RGB_train_dir = os.path.join(working_dir, "RGB/train")
RGB_val_dir = os.path.join(working_dir, "RGB/val")
depth_train_dir = os.path.join(working_dir, "depth/train")
depth_val_dir = os.path.join(working_dir, "depth/val")
split_ratio = 0.8

# Create folders
os.makedirs(RGB_train_dir, exist_ok=True)
os.makedirs(RGB_val_dir, exist_ok=True)
os.makedirs(depth_train_dir, exist_ok=True)
os.makedirs(depth_val_dir, exist_ok=True)

# Get image list and split
image_files = [f for f in os.listdir(RGB_cropped_dir) if f.endswith(".png")]
train_files, val_files = train_test_split(image_files, train_size=split_ratio, random_state=42)

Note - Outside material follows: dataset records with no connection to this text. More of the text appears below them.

//! Motion profile shadow and ramp modes

use rampart_protocol::reg;

#[cfg(feature = "serde")]
use serde::{Deserialize, Serialize};

/// Ramp generator mode (RAMPMODE register)
#[derive(Debug, Clone, Copy, PartialEq, Eq, Default)]
#[cfg_attr(feature = "defmt", derive(defmt::Format))]
#[cfg_attr(feature = "serde", derive(Serialize, Deserialize))]
#[cfg_attr(feature = "serde", serde(rename_all = "snake_case"))]
pub enum RampMode {
    /// Move to XTARGET using the full motion profile
    #[default]
    Position,
    /// Run towards +VMAX using AMAX
    VelocityPositive,
    /// Run towards -VMAX using AMAX
    VelocityNegative,
    /// Keep the current velocity
    Hold,
}

impl RampMode {
    /// Value written verbatim to RAMPMODE
    pub fn register_value(self) -> i32 {
        match self {
            RampMode::Position => 0,
            RampMode::VelocityPositive => 1,
            RampMode::VelocityNegative => 2,
            RampMode::Hold => 3,
        }
    }
}

/// Host-side copy of the ramp generator profile
///
/// All values are in microsteps and the chip's internal time units. Changing
/// a field does not touch the chip; the copy and the chip are allowed to
/// differ until the profile is pushed again.
#[derive(Debug, Clone, Copy, PartialEq, Eq)]
#[cfg_attr(feature = "defmt", derive(defmt::Format))]
#[cfg_attr(feature = "serde", derive(Serialize, Deserialize))]
#[cfg_attr(feature = "serde", serde(default, deny_unknown_fields))]
pub struct MotionProfile {
    /// First acceleration between VSTART and V1
    pub a1: u32,
    /// Threshold velocity between the A1/D1 and AMAX/DMAX phases
    pub v1: u32,
    /// Second acceleration between V1 and VMAX
    pub amax: u32,
    /// Target velocity (position mode: speed cap)
    pub vmax: u32,
    /// Deceleration between VMAX and V1
    pub dmax: u32,
    /// Deceleration between V1 and VSTOP
    pub d1: u32,
    /// Stop velocity, must be non-zero in position mode
    pub vstop: u32,
}

impl Default for MotionProfile {
    /// Values that get most stepper setups moving
    fn default() -> Self {
        Self {
            a1: 35_000,
            v1: 20_000,
            amax: 10_000,
            vmax: 200_000,
            dmax: 15_000,
            d1: 50_000,
            vstop: 10,
        }
    }
}

impl MotionProfile {
    /// Number of registers written by [`MotionProfile::register_writes`]
    pub const REGISTER_COUNT: usize = 7;

    /// Register writes that load this profile, in transmission order
    ///
    /// Unsigned fields are passed as their raw 32-bit pattern.
    pub fn register_writes(&self) -> [(u8, i32); Self::REGISTER_COUNT] {
        [
            (reg::A1, self.a1 as i32),
            (reg::V1, self.v1 as i32),
            (reg::AMAX, self.amax as i32),
            (reg::VMAX, self.vmax as i32),
            (reg::DMAX, self.dmax as i32),
            (reg::D1, self.d1 as i32),
            (reg::VSTOP, self.vstop as i32),
        ]
    }
}
//! Motion task
//!
//! Owns the TMC5130 driver and executes [`MotionCommand`]s. Moves are
//! followed until the ramp generator reports standstill, logging the
//! position along the way.

use defmt::*;
use embassy_rp::peripherals::SPI0;
use embassy_time::{Duration, Ticker};

use rampart_drivers::stepper::{Tmc5130, Tmc5130Result};
use rampart_hal_rp2040::Rp2040Transport;

use crate::channels::{MotionCommand, MOTION_CMD, MOTION_DONE};

/// Position poll interval while a move is running
const POLL_INTERVAL_MS: u64 = 50;

pub type Transport = Rp2040Transport<'static, SPI0>;

/// Driver type owned by the motion task
pub type Driver = Tmc5130<Transport>;

/// Motion task
///
/// Waits for commands and signals [`MOTION_DONE`] after each one.
#[embassy_executor::task]
pub async fn motion_task(mut driver: Driver) {
    info!("Motion task started");

    loop {
        let cmd = MOTION_CMD.receive().await;
        debug!("Motion command: {}", cmd);

        let result = match cmd {
            MotionCommand::SetRampMode(mode) => driver.set_ramp_mode(mode),
            MotionCommand::SetVelocity(velocity) => driver.set_velocity(velocity),
            MotionCommand::MoveTo(position) => driver.move_to(position),
            MotionCommand::Jog(steps) => driver.jog(steps).map(|target| {
                debug!("Jog {} -> target {}", steps, target);
            }),
        };
        if let Err(e) = result {
            error!("Motion command {} failed: {}", cmd, e);
            MOTION_DONE.signal(None);
            continue;
        }

        let position = match cmd {
            MotionCommand::MoveTo(_) | MotionCommand::Jog(_) => {
                wait_for_standstill(&mut driver).await
            }
            _ => driver.position(),
        };
        match position {
            Ok(position) => MOTION_DONE.signal(Some(position)),
            Err(e) => {
                error!("Position read failed: {}", e);
                MOTION_DONE.signal(None);
            }
        }
    }
}

/// Poll until VACTUAL reaches zero, returning the final position
async fn wait_for_standstill(driver: &mut Driver) -> Tmc5130Result<i32, Transport> {
    let mut ticker = Ticker::every(Duration::from_millis(POLL_INTERVAL_MS));

    loop {
        ticker.next().await;

        let position = driver.position()?;
        if let Some(status) = driver.last_status() {
            if status.has_fault() {
                warn!("Driver reports a fault: {}", status);
            }
        }
        if driver.is_stopped()? {
            info!("Standstill at {}", position);
            return driver.position();
        }
        trace!("Position: {}", position);
    }
}
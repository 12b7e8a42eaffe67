//! Embassy async tasks
//!
//! Each task runs independently and communicates via channels/signals.

pub mod jog_cycle;
pub mod motion;

pub use jog_cycle::jog_cycle_task;
pub use motion::motion_task;
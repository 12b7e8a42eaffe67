//! Ramp generator motion types
//!
//! The TMC5130 plans and executes every move itself; the host only selects
//! a ramp mode and loads the six-point motion profile.

pub mod profile;

pub use profile::{MotionProfile, RampMode};
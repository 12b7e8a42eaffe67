//! TMC5130 stepper controller (SPI mode)
//!
//! The TMC5130 combines a stepper driver with a ramp generator: the host
//! loads a motion profile and a target, and the chip plans and runs the move
//! on its own.
//!
//! # SPI Protocol
//!
//! 40-bit datagrams at up to 4 MHz, SPI mode 3. See [`super::bus`] for the
//! pipelined read sequence.
//!
//! # Features Used
//!
//! - Ramp generator: position and velocity modes with a six-point profile
//! - StealthChop: quiet voltage-PWM chopper mode (GCONF.en_pwm_mode)
//! - Sense range selection: CHOPCONF.vsense picked from the requested current
//!
//! # Stale data
//!
//! [`Tmc5130::jog`] and the single-bit toggles read a register and write a
//! value derived from it in a second transaction. If the motor moves, or
//! something else writes the register in between, the write is based on old
//! data. Hold an external lock around the call if that matters.

use rampart_core::config::DriverConfig;
use rampart_core::current::{CurrentLimitSpec, CurrentSettings};
use rampart_core::motion::{MotionProfile, RampMode};
use rampart_hal::SpiTransport;
use rampart_protocol::reg::{self, chopconf, gconf};
use rampart_protocol::SpiStatus;

use super::bus::{RegisterBus, Tmc5130Result};

/// CHOPCONF for basic operation: TOFF=5, HSTRT=5, HEND=3, TBL=2, vsense=1
pub const BASIC_CHOPCONF: i32 = 0x0003_01D5;

/// PWMCONF for basic stealthChop operation: PWM_AMPL=200, PWM_GRAD=1, autoscale
pub const BASIC_PWMCONF: i32 = 0x0005_01C8;

/// TMC5130 driver
///
/// Owns the transport and the motion profile shadow. All operations are
/// blocking and take `&mut self`; one instance per chip-select line.
pub struct Tmc5130<T> {
    bus: RegisterBus<T>,
    profile: MotionProfile,
}

impl<T: SpiTransport> Tmc5130<T> {
    /// Create a driver with the default motion profile
    pub fn new(transport: T) -> Self {
        Self::with_profile(transport, MotionProfile::default())
    }

    /// Create a driver with a custom motion profile shadow
    pub fn with_profile(transport: T, profile: MotionProfile) -> Self {
        Self {
            bus: RegisterBus::new(transport),
            profile,
        }
    }

    /// Bring the chip up
    ///
    /// Runs transport setup, pushes the motion profile shadow and writes the
    /// basic chopper configuration.
    pub fn begin(&mut self) -> Tmc5130Result<(), T> {
        self.bus.setup()?;
        self.update_motion_profile()?;
        self.basic_motor_config()?;
        #[cfg(feature = "defmt")]
        defmt::debug!("tmc5130 initialized, vmax={}", self.profile.vmax);
        Ok(())
    }

    /// Apply a full driver configuration
    ///
    /// Replaces the profile shadow and pushes it, then applies current
    /// limits (if any), stealthChop and direction. SPI settings belong to the
    /// transport and are not touched here.
    pub fn apply_config(&mut self, config: &DriverConfig) -> Tmc5130Result<(), T> {
        self.profile = config.motion;
        self.update_motion_profile()?;
        if let Some(current) = &config.current {
            self.set_current_limits(current)?;
        }
        self.enable_stealth_chop(config.stealth_chop)?;
        self.reverse_direction(config.reverse_direction)?;
        Ok(())
    }

    /// Write a raw register word
    pub fn write_register(&mut self, addr: u8, value: i32) -> Tmc5130Result<(), T> {
        self.bus.write_register(addr, value)
    }

    /// Read a raw register word and the status byte
    pub fn read_register(&mut self, addr: u8) -> Tmc5130Result<(SpiStatus, i32), T> {
        self.bus.read_register(addr)
    }

    /// Switch the ramp generator mode
    ///
    /// The chip's current state is not checked first.
    pub fn set_ramp_mode(&mut self, mode: RampMode) -> Tmc5130Result<(), T> {
        self.bus.write_register(reg::RAMPMODE, mode.register_value())
    }

    /// Move `steps` microsteps relative to the actual position
    ///
    /// The target wraps around like the chip's 32-bit position counter.
    /// Returns the new target.
    pub fn jog(&mut self, steps: i32) -> Tmc5130Result<i32, T> {
        let (_, actual) = self.bus.read_register(reg::XACTUAL)?;
        let target = actual.wrapping_add(steps);
        self.bus.write_register(reg::XTARGET, target)?;
        Ok(target)
    }

    /// Move to an absolute position (position mode)
    pub fn move_to(&mut self, position: i32) -> Tmc5130Result<(), T> {
        self.bus.write_register(reg::XTARGET, position)
    }

    /// Set VMAX in the shadow and on the chip
    ///
    /// Position mode: speed cap for moves. Velocity modes: the target speed.
    pub fn set_velocity(&mut self, velocity: u32) -> Tmc5130Result<(), T> {
        self.profile.vmax = velocity;
        self.bus.write_register(reg::VMAX, velocity as i32)
    }

    /// Enable or disable stealthChop
    ///
    /// Only switch at standstill.
    pub fn enable_stealth_chop(&mut self, enabled: bool) -> Tmc5130Result<(), T> {
        self.bus
            .modify_bit(reg::GCONF, gconf::EN_PWM_MODE, enabled)
            .map(|_| ())
    }

    /// Invert the motor direction
    ///
    /// Meant to fix wiring after installation, not to reverse a running move.
    pub fn reverse_direction(&mut self, enabled: bool) -> Tmc5130Result<(), T> {
        self.bus.modify_bit(reg::GCONF, gconf::SHAFT, enabled).map(|_| ())
    }

    /// Overwrite the actual position counter (homing, restart)
    pub fn set_position(&mut self, position: i32) -> Tmc5130Result<(), T> {
        self.bus.write_register(reg::XACTUAL, position)
    }

    /// Actual position of the ramp generator
    pub fn position(&mut self) -> Tmc5130Result<i32, T> {
        self.bus.read_register(reg::XACTUAL).map(|(_, position)| position)
    }

    /// Actual encoder position
    pub fn encoder_position(&mut self) -> Tmc5130Result<i32, T> {
        self.bus.read_register(reg::X_ENC).map(|(_, position)| position)
    }

    /// Overwrite the encoder position counter
    pub fn set_encoder_position(&mut self, position: i32) -> Tmc5130Result<(), T> {
        self.bus.write_register(reg::X_ENC, position)
    }

    /// Check if the motor is stopped (VACTUAL exactly zero)
    pub fn is_stopped(&mut self) -> Tmc5130Result<bool, T> {
        self.bus
            .read_register(reg::VACTUAL)
            .map(|(_, velocity)| velocity == 0)
    }

    /// Program hold/run current limits
    ///
    /// Writes IHOLD_IRUN, then sets CHOPCONF.vsense to match the selected
    /// sense range. Returns the settings that were written.
    pub fn set_current_limits(
        &mut self,
        spec: &CurrentLimitSpec,
    ) -> Tmc5130Result<CurrentSettings, T> {
        let settings = spec.settings();
        self.bus
            .write_register(reg::IHOLD_IRUN, settings.ihold_irun())?;
        self.bus
            .modify_bit(reg::CHOPCONF, chopconf::VSENSE, settings.sense_range.vsense())?;
        #[cfg(feature = "defmt")]
        defmt::debug!(
            "tmc5130 current: ihold={} irun={} range={}",
            settings.ihold,
            settings.irun,
            settings.sense_range
        );
        Ok(settings)
    }

    /// Push the motion profile shadow to the chip
    ///
    /// Writes A1, V1, AMAX, VMAX, DMAX, D1, VSTOP in that order.
    pub fn update_motion_profile(&mut self) -> Tmc5130Result<(), T> {
        for (addr, value) in self.profile.register_writes() {
            self.bus.write_register(addr, value)?;
        }
        Ok(())
    }

    /// Write default chopper and stealthChop PWM settings
    pub fn basic_motor_config(&mut self) -> Tmc5130Result<(), T> {
        self.bus.write_register(reg::CHOPCONF, BASIC_CHOPCONF)?;
        self.bus.write_register(reg::PWMCONF, BASIC_PWMCONF)
    }

    /// Get the motion profile shadow
    pub fn profile(&self) -> &MotionProfile {
        &self.profile
    }

    /// Edit the motion profile shadow
    ///
    /// Changes reach the chip only on [`Tmc5130::update_motion_profile`].
    pub fn profile_mut(&mut self) -> &mut MotionProfile {
        &mut self.profile
    }

    /// Status byte of the most recent successful read
    pub fn last_status(&self) -> Option<SpiStatus> {
        self.bus.last_status()
    }

    /// Get the transport
    pub fn transport(&self) -> &T {
        self.bus.transport()
    }

    /// Give back the transport
    pub fn release(self) -> T {
        self.bus.release()
    }
}

#[cfg(test)]
mod tests {
    use super::*;
    use crate::stepper::bus::Tmc5130Error;
    use crate::stepper::testing::{BusFault, SimulatedChip};
    use rampart_core::current::SenseRange;

    fn driver() -> Tmc5130<SimulatedChip> {
        Tmc5130::new(SimulatedChip::default())
    }

    #[test]
    fn test_begin_sequence() {
        let mut tmc = driver();
        tmc.begin().unwrap();

        let chip = tmc.release();
        assert_eq!(chip.setup_calls, 1);
        assert_eq!(
            chip.writes.as_slice(),
            &[
                (reg::A1, 35_000),
                (reg::V1, 20_000),
                (reg::AMAX, 10_000),
                (reg::VMAX, 200_000),
                (reg::DMAX, 15_000),
                (reg::D1, 50_000),
                (reg::VSTOP, 10),
                (reg::CHOPCONF, BASIC_CHOPCONF),
                (reg::PWMCONF, BASIC_PWMCONF),
            ]
        );
    }

    #[test]
    fn test_stealth_chop_toggle() {
        let mut tmc = driver();
        tmc.write_register(reg::GCONF, 0x0000_0101).unwrap();

        tmc.enable_stealth_chop(true).unwrap();
        let once = tmc.transport().register(reg::GCONF);
        assert_eq!(once, 0x0000_0105);

        tmc.enable_stealth_chop(true).unwrap();
        assert_eq!(tmc.transport().register(reg::GCONF), once);

        tmc.enable_stealth_chop(false).unwrap();
        assert_eq!(tmc.transport().register(reg::GCONF), once & !(1 << 2));
    }

    #[test]
    fn test_reverse_direction_touches_shaft_only() {
        let mut tmc = driver();
        tmc.write_register(reg::GCONF, 0x0000_0004).unwrap();

        tmc.reverse_direction(true).unwrap();
        assert_eq!(tmc.transport().register(reg::GCONF), 0x0000_0014);

        tmc.reverse_direction(false).unwrap();
        assert_eq!(tmc.transport().register(reg::GCONF), 0x0000_0004);
    }

    #[test]
    fn test_jog_is_relative_to_actual() {
        let mut chip = SimulatedChip::default();
        chip.set_register(reg::XACTUAL, 1_000);
        let mut tmc = Tmc5130::new(chip);

        assert_eq!(tmc.jog(-250).unwrap(), 750);
        assert_eq!(tmc.transport().register(reg::XTARGET), 750);
        // XACTUAL is left alone, the ramp generator moves it
        assert_eq!(tmc.transport().register(reg::XACTUAL), 1_000);
    }

    #[test]
    fn test_jog_wraps_like_position_counter() {
        let mut chip = SimulatedChip::default();
        chip.set_register(reg::XACTUAL, i32::MAX);
        let mut tmc = Tmc5130::new(chip);

        assert_eq!(tmc.jog(1).unwrap(), i32::MIN);
    }

    #[test]
    fn test_jog_read_failure_skips_write() {
        let mut chip = SimulatedChip::default();
        chip.fail_at = Some(1);
        let mut tmc = Tmc5130::new(chip);

        assert_eq!(tmc.jog(100), Err(Tmc5130Error::Transport(BusFault)));
        assert!(tmc.transport().writes.is_empty());
    }

    #[test]
    fn test_move_to_writes_target() {
        let mut tmc = driver();
        tmc.move_to(-51_200).unwrap();
        assert_eq!(tmc.release().writes.as_slice(), &[(reg::XTARGET, -51_200)]);
    }

    #[test]
    fn test_set_ramp_mode() {
        let mut tmc = driver();
        for mode in [
            RampMode::Position,
            RampMode::VelocityPositive,
            RampMode::VelocityNegative,
            RampMode::Hold,
        ] {
            tmc.set_ramp_mode(mode).unwrap();
            assert_eq!(
                tmc.transport().register(reg::RAMPMODE),
                mode.register_value()
            );
        }
    }

    #[test]
    fn test_set_velocity_updates_shadow() {
        let mut tmc = driver();
        tmc.set_velocity(12_345).unwrap();

        assert_eq!(tmc.profile().vmax, 12_345);
        assert_eq!(tmc.transport().register(reg::VMAX), 12_345);
    }

    #[test]
    fn test_profile_shadow_is_not_synced_eagerly() {
        let mut tmc = driver();
        tmc.update_motion_profile().unwrap();

        tmc.profile_mut().amax = 500;
        tmc.profile_mut().vstop = 5;
        assert_eq!(tmc.transport().register(reg::AMAX), 10_000);
        assert_eq!(tmc.transport().register(reg::VSTOP), 10);

        tmc.update_motion_profile().unwrap();
        assert_eq!(tmc.transport().register(reg::AMAX), 500);
        assert_eq!(tmc.transport().register(reg::VSTOP), 5);
    }

    #[test]
    fn test_is_stopped() {
        let mut tmc = driver();
        assert!(tmc.is_stopped().unwrap());

        let mut chip = SimulatedChip::default();
        chip.set_register(reg::VACTUAL, 1);
        assert!(!Tmc5130::new(chip).is_stopped().unwrap());

        let mut chip = SimulatedChip::default();
        chip.set_register(reg::VACTUAL, -1);
        assert!(!Tmc5130::new(chip).is_stopped().unwrap());
    }

    #[test]
    fn test_position_accessors() {
        let mut tmc = driver();
        tmc.set_position(-42).unwrap();
        assert_eq!(tmc.position().unwrap(), -42);

        tmc.set_encoder_position(9_000).unwrap();
        assert_eq!(tmc.encoder_position().unwrap(), 9_000);
        assert_eq!(tmc.transport().register(reg::X_ENC), 9_000);
    }

    #[test]
    fn test_current_limits_low_range() {
        let mut tmc = driver();
        tmc.write_register(reg::CHOPCONF, 0x0001_01D5).unwrap();

        let settings = tmc
            .set_current_limits(&CurrentLimitSpec::new(0.75, 0.75))
            .unwrap();

        assert_eq!(settings.sense_range, SenseRange::Low);
        assert_eq!(tmc.transport().register(reg::IHOLD_IRUN), 0x0007_1F1F);
        // vsense set, everything else preserved
        assert_eq!(tmc.transport().register(reg::CHOPCONF), 0x0003_01D5);
    }

    #[test]
    fn test_current_limits_high_range() {
        let mut tmc = driver();
        tmc.basic_motor_config().unwrap();

        let settings = tmc
            .set_current_limits(&CurrentLimitSpec::new(0.5, 1.0))
            .unwrap();

        assert_eq!(settings.sense_range, SenseRange::High);
        assert_eq!(tmc.transport().register(reg::IHOLD_IRUN), 0x0007_170B);
        assert_eq!(tmc.transport().register(reg::CHOPCONF), 0x0001_01D5);
    }

    #[test]
    fn test_current_limits_write_order() {
        let mut tmc = driver();
        tmc.set_current_limits(&CurrentLimitSpec::new(0.2, 0.4))
            .unwrap();

        let chip = tmc.release();
        let addrs: heapless::Vec<u8, 4> = chip.writes.iter().map(|(addr, _)| *addr).collect();
        assert_eq!(addrs.as_slice(), &[reg::IHOLD_IRUN, reg::CHOPCONF]);
    }

    #[test]
    fn test_apply_config() {
        let mut tmc = driver();
        let config = DriverConfig {
            motion: MotionProfile {
                vmax: 100_000,
                ..MotionProfile::default()
            },
            current: Some(CurrentLimitSpec::new(0.3, 0.6)),
            stealth_chop: true,
            reverse_direction: true,
            ..DriverConfig::default()
        };

        tmc.apply_config(&config).unwrap();

        assert_eq!(tmc.profile().vmax, 100_000);
        let chip = tmc.release();
        assert_eq!(chip.register(reg::VMAX), 100_000);
        assert_eq!(chip.register(reg::GCONF), 0x0000_0014);
        assert_ne!(chip.register(reg::IHOLD_IRUN), 0);
    }

    #[test]
    fn test_last_status_tracks_reads() {
        let mut chip = SimulatedChip::default();
        chip.status = 0x08;
        let mut tmc = Tmc5130::new(chip);
        assert_eq!(tmc.last_status(), None);

        tmc.position().unwrap();
        assert!(tmc.last_status().unwrap().standstill);
    }
}
//! Epsilon elimination: rewrite an [`Nfa`] that may carry EPSILON edges
//! into an equivalent one that doesn't.
//!
//! Grounded in `examples/original_source/fsm_lib/fsm.py::eliminate_epsilon_transitions`:
//! build each state's epsilon closure, saturate it to a fixed point, then
//! fold every epsilon-reachable state's non-epsilon edges into the
//! originating state and propagate initial/final membership through the
//! closure.

use std::collections::HashMap;

use tracing::{debug, trace};

use crate::automaton::Nfa;
use crate::btset::BTSet;
use crate::state::State;
use crate::symbol::Symbol;

/// Saturate `closures` (seeded with each state's direct epsilon targets
/// plus itself) to a fixed point: a state's closure absorbs the closures
/// of every member until nothing changes. Bounded by `|Q|^2` per spec.md
/// §5.
fn saturate(mut closures: HashMap<State, BTSet<State>>) -> HashMap<State, BTSet<State>> {
    let mut changed = true;
    let mut rounds = 0;
    while changed {
        changed = false;
        rounds += 1;
        let snapshot = closures.clone();
        for (state, closure) in closures.iter_mut() {
            let mut absorbed = closure.clone();
            for member in closure.iter() {
                if member == state {
                    continue;
                }
                if let Some(member_closure) = snapshot.get(member) {
                    absorbed.insert_all(member_closure.clone());
                }
            }
            if absorbed.len() != closure.len() {
                *closure = absorbed;
                changed = true;
            }
        }
        trace!(rounds, "epsilon closure saturation round");
    }
    closures
}

/// Rewrites `nfa` into an equivalent automaton with no EPSILON symbol in
/// its alphabet.
pub fn eliminate_epsilon_transitions(nfa: &Nfa) -> Nfa {
    if nfa.get_states().is_empty() || nfa.initials().is_empty() {
        debug!("eliminate_epsilon_transitions: empty input, returning empty automaton");
        return Nfa::new();
    }

    let epsilon = Symbol::epsilon();
    let mut closures: HashMap<State, BTSet<State>> = HashMap::new();
    for state in nfa.get_states().iter() {
        let mut closure = BTSet::new();
        closure.insert(state.clone());
        if let Some(edges) = nfa.edges_of(state) {
            if let Some(targets) = edges.get(&epsilon) {
                closure.insert_all(targets.clone());
            }
        }
        closures.insert(state.clone(), closure);
    }
    let closures = saturate(closures);

    let mut delta: HashMap<State, HashMap<Symbol, BTSet<State>>> = HashMap::new();
    for state in nfa.get_states().iter() {
        delta.insert(state.clone(), HashMap::new());
    }
    for state in nfa.get_states().iter() {
        let closure = &closures[state];
        for member in closure.iter() {
            let Some(edges) = nfa.edges_of(member) else {
                continue;
            };
            for (symbol, targets) in edges {
                if symbol.is_epsilon() {
                    continue;
                }
                delta
                    .get_mut(state)
                    .unwrap()
                    .entry(symbol.clone())
                    .or_insert_with(BTSet::new)
                    .insert_all(targets.clone());
            }
        }
    }

    let mut initials = BTSet::new();
    for state in nfa.initials().iter() {
        initials.insert_all(closures[state].clone());
    }

    let mut finals = BTSet::new();
    for state in nfa.get_states().iter() {
        if !closures[state].is_disjoint(nfa.finals()) {
            finals.insert(state.clone());
        }
    }

    debug!(
        states = delta.len(),
        initials = initials.len(),
        finals = finals.len(),
        "eliminate_epsilon_transitions done"
    );
    Nfa::from_parts(delta, initials, finals)
}

#[cfg(test)]
mod test {
    use super::*;

    fn s(name: &str) -> State {
        State::new(name)
    }

    /// spec.md §8 scenario 4.
    #[test]
    fn folds_epsilon_reachable_edges() {
        let mut nfa = Nfa::new();
        nfa.add_transition(s("1"), Symbol::new("b"), s("2"));
        nfa.add_transition(s("2"), Symbol::new("b"), s("4"));
        nfa.add_transition(s("2"), Symbol::epsilon(), s("3"));
        nfa.add_transition(s("3"), Symbol::new("c"), s("5"));
        nfa.add_transition(s("3"), Symbol::epsilon(), s("1"));
        nfa.add_transition(s("4"), Symbol::new("a"), s("2"));
        nfa.add_transition(s("4"), Symbol::new("c"), s("5"));
        nfa.add_transition(s("5"), Symbol::new("b"), s("4"));
        nfa.add_transition(s("5"), Symbol::epsilon(), s("3"));
        nfa.set_initial_state(s("1")).unwrap();
        nfa.set_final_state(s("4")).unwrap();

        let result = eliminate_epsilon_transitions(&nfa);

        assert!(!result.alphabet().iter().any(|sym| sym.is_epsilon()));
        // state 2 acquires c->5 via its epsilon-reachable state 3
        let edges_2 = result.edges_of(&s("2")).unwrap();
        assert!(edges_2.get(&Symbol::new("c")).unwrap().contains(&s("5")));
        // state 5 acquires c->5 via its epsilon-reachable state 3
        let edges_5 = result.edges_of(&s("5")).unwrap();
        assert!(edges_5.get(&Symbol::new("c")).unwrap().contains(&s("5")));
        // 1's epsilon closure is just {1}, so no new initials appear
        assert_eq!(result.initials().len(), 1);
        assert!(result.initials().contains(&s("1")));
    }

    #[test]
    fn empty_automaton_is_a_no_op() {
        let nfa = Nfa::new();
        let result = eliminate_epsilon_transitions(&nfa);
        assert!(result.get_states().is_empty());
    }

    #[test]
    fn propagates_final_through_closure() {
        let mut nfa = Nfa::new();
        nfa.add_transition(s("0"), Symbol::epsilon(), s("1"));
        nfa.set_initial_state(s("0")).unwrap();
        nfa.set_final_state(s("1")).unwrap();
        let result = eliminate_epsilon_transitions(&nfa);
        assert!(result.finals().contains(&s("0")));
        assert!(result.initials().contains(&s("1")));
    }
}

# Copy data to train/val folders
for file in train_files:
    shutil.copy(os.path.join(RGB_cropped_dir, file), os.path.join(RGB_train_dir, file))
    shutil.copy(os.path.join(depth_cropped_dir, file), os.path.join(depth_train_dir, file))

for file in val_files:
    shutil.copy(os.path.join(RGB_cropped_dir, file), os.path.join(RGB_val_dir, file))
    shutil.copy(os.path.join(depth_cropped_dir, file), os.path.join(depth_val_dir, file))

# Load datasets
train_dataset = PoseDataset(rgb_dir=RGB_train_dir, depth_dir=depth_train_dir, linemod_root=linemod_root)
val_dataset = PoseDataset(rgb_dir=RGB_val_dir, depth_dir=depth_val_dir, linemod_root=linemod_root)

train_loader = DataLoader(train_dataset, batch_size=16, shuffle=True)
val_loader = DataLoader(val_dataset, batch_size=16, shuffle=True)

device = torch.device("cuda" if torch.cuda.is_available() else "cpu")

# Initialize model
model = PoseNet6D_MLP_ConcatFusion(pretrained=True).to(device)   #PoseNet6D_MLP_Fusion PoseNet6D_MLP_ConcatFusion   
optimizer = torch.optim.AdamW(model.parameters(), lr=1e-4, weight_decay=1e-2)
scheduler = ReduceLROnPlateau(optimizer, mode='min', patience=5, factor=0.5, verbose=True)

# Save directory
save_path = os.path.join(working_dir, "extension_model")
os.makedirs(save_path, exist_ok=True)
best_model_path = os.path.join(save_path, "best_model.pth")
checkpoint_path = os.path.join(save_path, "checkpoint.pth")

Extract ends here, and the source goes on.